Prices are fluid. A value that was established last month could be obsolete, especially in an increasing or a decreasing market. Maybe there was an appraisal done a month ago indicating a $500,000 value. And then last week, three comparable houses on the block sold above $550,000. Worse yet, maybe the market takes an abrupt downward turn and the comparable houses sold for less than $500,000, leaving the subject property overpriced, which is the kiss of death in maximizing value. With new stats coming out daily, we need to have the flexibility to keep up with the market on a real-time basis, or we get left behind. Fixed prices can’t keep up with the market.
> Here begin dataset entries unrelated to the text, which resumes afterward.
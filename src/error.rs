//! Crate error type

use thiserror::Error;

/// Errors from parsing host-supplied data and configuration
#[derive(Debug, Error)]
pub enum Error {
    /// A stroke colour string that is not a supported CSS colour
    #[error("invalid colour: {0:?}")]
    InvalidColor(String),
    /// Tuning values that would break motion or frame timing
    #[error("invalid tuning: {0}")]
    InvalidTuning(String),
    /// Malformed roster or tuning JSON
    #[error("json error: {0}")]
    Json(#[from] serde_json::Error),
    /// Reading a tuning file failed (native only)
    #[error("io error: {0}")]
    Io(#[from] std::io::Error),
}

pub type Result<T, E = Error> = std::result::Result<T, E>;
Lifestyle and intangibles affect the value. Have you ever walked into a house with an overwhelming pet odor? Perhaps the downstairs has been turned into an at-home daycare center. Or tenants living in the house are rude and off-putting, making buyers want to turn around and leave the moment they step inside. When buyers are house-shopping and looking at 5 to 10 houses per day, these factors all of a sudden put our house at the bottom of the list — and diminish the value significantly. We need the latitude to adjust the price accordingly.
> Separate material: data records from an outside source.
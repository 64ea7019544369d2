//! Per-creature motion
//!
//! Creatures walk along the visible rim from higher to lower angle (left to
//! right on screen), cycle their legs, and can hop. Updates are pure: every
//! operation returns a new state and leaves its input untouched.

use std::sync::Arc;

use rand::Rng;

use super::geometry::{Viewport, VisibleArc, planet_geometry, visible_arc_range};
use crate::drawing::Drawing;
use crate::tuning::Tuning;

/// Simulation state bound to one drawing
#[derive(Debug, Clone)]
pub struct RunningCreature {
    pub drawing: Arc<Drawing>,
    /// Position on the rim (radians)
    pub angle: f32,
    /// Angular speed (radians/s), fixed per creature
    pub speed: f32,
    /// Walk cycle in [0, 1)
    pub leg_phase: f32,
    /// Positive = away from the surface (pixels/s)
    pub jump_velocity: f32,
    /// Height above the surface (pixels), 0 when grounded
    pub jump_height: f32,
}

impl RunningCreature {
    /// Place a new creature at a random spot on the visible arc
    pub fn spawn<R: Rng + ?Sized>(
        drawing: Arc<Drawing>,
        viewport: Viewport,
        tuning: &Tuning,
        rng: &mut R,
    ) -> Self {
        let arc = visible_arc_range(&planet_geometry(viewport), viewport);
        let jitter = (rng.random::<f32>() - 0.5) * tuning.speed_variance * 2.0;
        let speed = tuning.base_speed + jitter;

        let angle = if arc.is_degenerate() {
            arc.end
        } else {
            arc.end + rng.random::<f32>() * arc.span()
        };

        Self {
            drawing,
            angle,
            speed,
            leg_phase: rng.random::<f32>(),
            jump_velocity: 0.0,
            jump_height: 0.0,
        }
    }

    pub fn id(&self) -> &str {
        &self.drawing.id
    }

    #[inline]
    pub fn is_airborne(&self) -> bool {
        self.jump_height > 0.0
    }

    /// Advance by `dt` seconds against the arc for `viewport`.
    ///
    /// `dt` should already be clamped by the caller.
    pub fn advance(&self, dt: f32, viewport: Viewport, tuning: &Tuning) -> Self {
        let arc = visible_arc_range(&planet_geometry(viewport), viewport);
        self.advance_on_arc(dt, &arc, tuning)
    }

    /// Same as [`advance`](Self::advance) with a precomputed arc
    pub fn advance_on_arc(&self, dt: f32, arc: &VisibleArc, tuning: &Tuning) -> Self {
        let mut next = self.clone();

        next.angle -= self.speed * dt;
        if !arc.is_degenerate() && next.angle < arc.end - tuning.wrap_margin {
            next.angle = arc.start + tuning.wrap_margin;
        }

        next.leg_phase = (self.leg_phase + dt * tuning.leg_cycle_rate).rem_euclid(1.0);

        if self.jump_velocity != 0.0 || self.jump_height > 0.0 {
            next.jump_height += self.jump_velocity * dt;
            next.jump_velocity -= tuning.gravity * dt;
            if next.jump_height <= 0.0 {
                next.jump_height = 0.0;
                next.jump_velocity = 0.0;
            }
        }

        next
    }

    /// Launch a hop; no-op while already airborne
    pub fn trigger_jump(&self, tuning: &Tuning) -> Self {
        if self.is_airborne() {
            return self.clone();
        }
        Self {
            jump_velocity: tuning.jump_velocity,
            jump_height: tuning.jump_seed_height,
            ..self.clone()
        }
    }

    /// Vertical offset of the hind legs (front legs use the negation)
    pub fn leg_offset(&self, tuning: &Tuning) -> f32 {
        (self.leg_phase * std::f32::consts::TAU).sin() * tuning.leg_swing
    }
}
List prices are strategic. Most buyers search on consumer sites like Zillow and Redfin. As they search, there are ranges of prices to select; for example, they might select from $600,000 - $650,000, based on what they qualify for and can afford. If a property is listed for $599,000, the property does not appear in their results and we eliminate the entire buyer pool who’s searching for $600,000 and above. A fixed price in an order can hamper exposure, and a good Realtor knows what the neighborhood “caps” are for these brackets.
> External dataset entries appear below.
#[cfg(test)]
mod tests {
    use super::*;
    use crate::drawing::{Point, Stroke};
    use crate::sim::surface_position;

    const HD: Viewport = Viewport::new(1920.0, 1080.0);

    fn drawing(id: &str) -> Drawing {
        let body = vec![Stroke::new(
            vec![Point::new(100.0, 100.0), Point::new(200.0, 140.0)],
            "#333333",
            4.0,
        )];
        Drawing::new(id, body, Vec::new(), Vec::new())
    }

    fn scene() -> Scene {
        let mut scene = Scene::new(7, Tuning::default(), Settings::default());
        scene.resize(HD);
        scene
    }

    /// Centre of a creature, where a click is sure to land
    fn center_of(scene: &Scene, id: &str) -> Vec2 {
        let c = scene.creature(id).unwrap();
        let geo = planet_geometry(scene.viewport());
        surface_position(&geo, c.angle, c.jump_height + scene.tuning.sheep_height / 2.0)
    }

    #[test]
    fn test_single_drawing_lifecycle() {
        let mut scene = scene();
        scene.sync_roster(&[drawing("A")]);

        let arc = visible_arc_range(&planet_geometry(HD), HD);
        let a = scene.creature("A").unwrap();
        assert!(a.angle >= arc.end && a.angle <= arc.start);
        assert_eq!(a.jump_height, 0.0);

        scene.sync_roster(&[]);
        assert!(scene.creature("A").is_none());
        assert!(scene.creatures().is_empty());
    }

    #[test]
    fn test_persisting_creatures_keep_state() {
        let mut scene = scene();
        scene.sync_roster(&[drawing("A")]);
        scene.frame(0.0);
        let before = scene.creature("A").unwrap().clone();

        scene.sync_roster(&[drawing("A"), drawing("B")]);
        let after = scene.creature("A").unwrap();
        assert_eq!(after.angle, before.angle);
        assert_eq!(after.leg_phase, before.leg_phase);
        assert_eq!(scene.creatures().len(), 2);
    }

    #[test]
    fn test_duplicate_ids_spawn_once() {
        let mut scene = scene();
        scene.sync_roster(&[drawing("A"), drawing("A"), drawing("B")]);
        assert_eq!(scene.creatures().len(), 2);
    }

    #[test]
    fn test_draw_order_descending_angle() {
        let mut scene = scene();
        scene.sync_roster(&[drawing("A"), drawing("B"), drawing("C"), drawing("D")]);
        let order = scene.draw_order();
        for pair in order.windows(2) {
            assert!(scene.creatures()[pair[0]].angle >= scene.creatures()[pair[1]].angle);
        }
    }

    #[test]
    fn test_first_frame_uses_default_dt() {
        let mut scene = scene();
        scene.sync_roster(&[drawing("A")]);
        let start = scene.creature("A").unwrap().angle;
        scene.frame(5000.0);
        let a = scene.creature("A").unwrap();
        let expected = start - a.speed * scene.tuning.first_frame_dt;
        assert!((a.angle - expected).abs() < 1e-5);
    }

    #[test]
    fn test_long_pause_is_clamped() {
        let mut scene = scene();
        scene.sync_roster(&[drawing("A")]);
        scene.frame(0.0);
        let start = scene.creature("A").unwrap().angle;
        scene.frame(60_000.0);
        let a = scene.creature("A").unwrap();
        let expected = start - a.speed * scene.tuning.max_frame_dt;
        assert!((a.angle - expected).abs() < 1e-5);
    }

    #[test]
    fn test_degenerate_viewport_skips_frame() {
        let mut scene = Scene::new(1, Tuning::default(), Settings::default());
        scene.sync_roster(&[drawing("A")]);
        let before = scene.creature("A").unwrap().clone();
        assert!(scene.frame(16.0).is_none());
        scene.resize(Viewport::new(0.0, 600.0));
        assert!(scene.frame(32.0).is_none());
        assert_eq!(scene.creature("A").unwrap().angle, before.angle);
    }

    #[test]
    fn test_frame_clips_creatures_only() {
        let mut scene = scene();
        scene.sync_roster(&[drawing("A")]);
        let batch = scene.frame(0.0).unwrap();
        let clipped = batch.vertices.iter().filter(|v| v.clip == 1.0).count();
        assert!(clipped > 0);
        assert_eq!(batch.vertices[0].clip, 0.0);
        assert_eq!(batch.vertices.len() % 3, 0);
    }

    #[test]
    fn test_click_jumps_then_double_click_removes() {
        let mut scene = scene();
        scene.sync_roster(&[drawing("A")]);

        let p = center_of(&scene, "A");
        assert_eq!(scene.click(p, 1000.0), ClickOutcome::Jumped("A".into()));
        assert!(scene.creature("A").unwrap().is_airborne());

        let p = center_of(&scene, "A");
        assert_eq!(scene.click(p, 1200.0), ClickOutcome::RemoveRequested("A".into()));

        // Window was reset: the next click is a single click again
        assert_eq!(scene.click(p, 1300.0), ClickOutcome::Jumped("A".into()));
    }

    #[test]
    fn test_slow_second_click_is_not_double() {
        let mut scene = scene();
        scene.sync_roster(&[drawing("A")]);
        let p = center_of(&scene, "A");
        scene.click(p, 1000.0);
        assert_eq!(scene.click(p, 1400.0), ClickOutcome::Jumped("A".into()));
    }

    #[test]
    fn test_miss_far_from_creatures() {
        let mut scene = scene();
        scene.sync_roster(&[drawing("A")]);
        assert_eq!(scene.click(Vec2::new(-500.0, -500.0), 0.0), ClickOutcome::Miss);
    }

    #[test]
    fn test_canvas_point_scaling() {
        let p = canvas_point(
            Vec2::new(150.0, 60.0),
            Vec2::new(50.0, 10.0),
            Vec2::new(500.0, 250.0),
            Vec2::new(1000.0, 500.0),
        );
        assert_eq!(p, Vec2::new(200.0, 100.0));
        let unscaled = canvas_point(Vec2::splat(5.0), Vec2::ZERO, Vec2::ZERO, Vec2::splat(100.0));
        assert_eq!(unscaled, Vec2::new(5.0, 5.0));
    }

    fn grounded(id: &str, angle: f32) -> RunningCreature {
        RunningCreature {
            drawing: Arc::new(drawing(id)),
            angle,
            speed: 0.06,
            leg_phase: 0.0,
            jump_velocity: 0.0,
            jump_height: 0.0,
        }
    }

    #[test]
    fn test_front_most_creature_takes_the_click() {
        let mut scene = scene();
        // Back one first so roster order does not decide the winner
        scene.creatures = vec![grounded("back", 1.51), grounded("front", 1.50)];
        let geo = planet_geometry(HD);
        let lift = scene.tuning.sheep_height / 2.0;
        let between =
            (surface_position(&geo, 1.50, lift) + surface_position(&geo, 1.51, lift)) / 2.0;
        assert!(scene.creatures.iter().all(|c| hit_test(between, c, &geo, &scene.tuning)));

        assert_eq!(scene.click(between, 0.0), ClickOutcome::Jumped("front".into()));
        assert!(scene.creature("front").unwrap().is_airborne());
        assert!(!scene.creature("back").unwrap().is_airborne());

        // Same answer with the roster order flipped
        scene.creatures = vec![grounded("front", 1.50), grounded("back", 1.51)];
        assert_eq!(scene.click(between, 5000.0), ClickOutcome::Jumped("front".into()));
        assert!(!scene.creature("back").unwrap().is_airborne());
    }

    #[test]
    fn test_bad_frame_ceiling_does_not_panic() {
        let tuning = Tuning {
            max_frame_dt: -0.1,
            ..Tuning::default()
        };
        let mut scene = Scene::new(3, tuning, Settings::default());
        scene.resize(HD);
        scene.sync_roster(&[drawing("A")]);
        let start = scene.creature("A").unwrap().angle;
        assert!(scene.frame(0.0).is_some());
        assert!(scene.frame(16.0).is_some());
        assert_eq!(scene.creature("A").unwrap().angle, start);
    }

    #[test]
    fn test_reset_clock_restarts_with_first_frame_dt() {
        let mut scene = scene();
        scene.sync_roster(&[drawing("A")]);
        scene.frame(0.0);
        scene.reset_clock();
        let start = scene.creature("A").unwrap().angle;
        // A long gap (page restored from cache) is not treated as elapsed time
        scene.frame(600_000.0);
        let a = scene.creature("A").unwrap();
        let expected = start - a.speed * scene.tuning.first_frame_dt;
        assert!((a.angle - expected).abs() < 1e-5);
    }
}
Mandating a price is one issue. Mandating built-in price reductions in the order is another. An order might say, “The price is to be reduced by 5% every 90 days.” When the average days on market is fewer than 10, an overpriced house that sits for 90 brings out the vultures, and barrel-bottom, low-ball offers are all we are left with. Terms like this can plummet a value by tens of thousands of dollars.
The best practice is to either leave the list price up to the recommendation of the Realtor or consult with the Realtor before creating the order so that the price is relevant and allows flexibility. Unfortunately, we cannot order the market to comply with the sale of the house.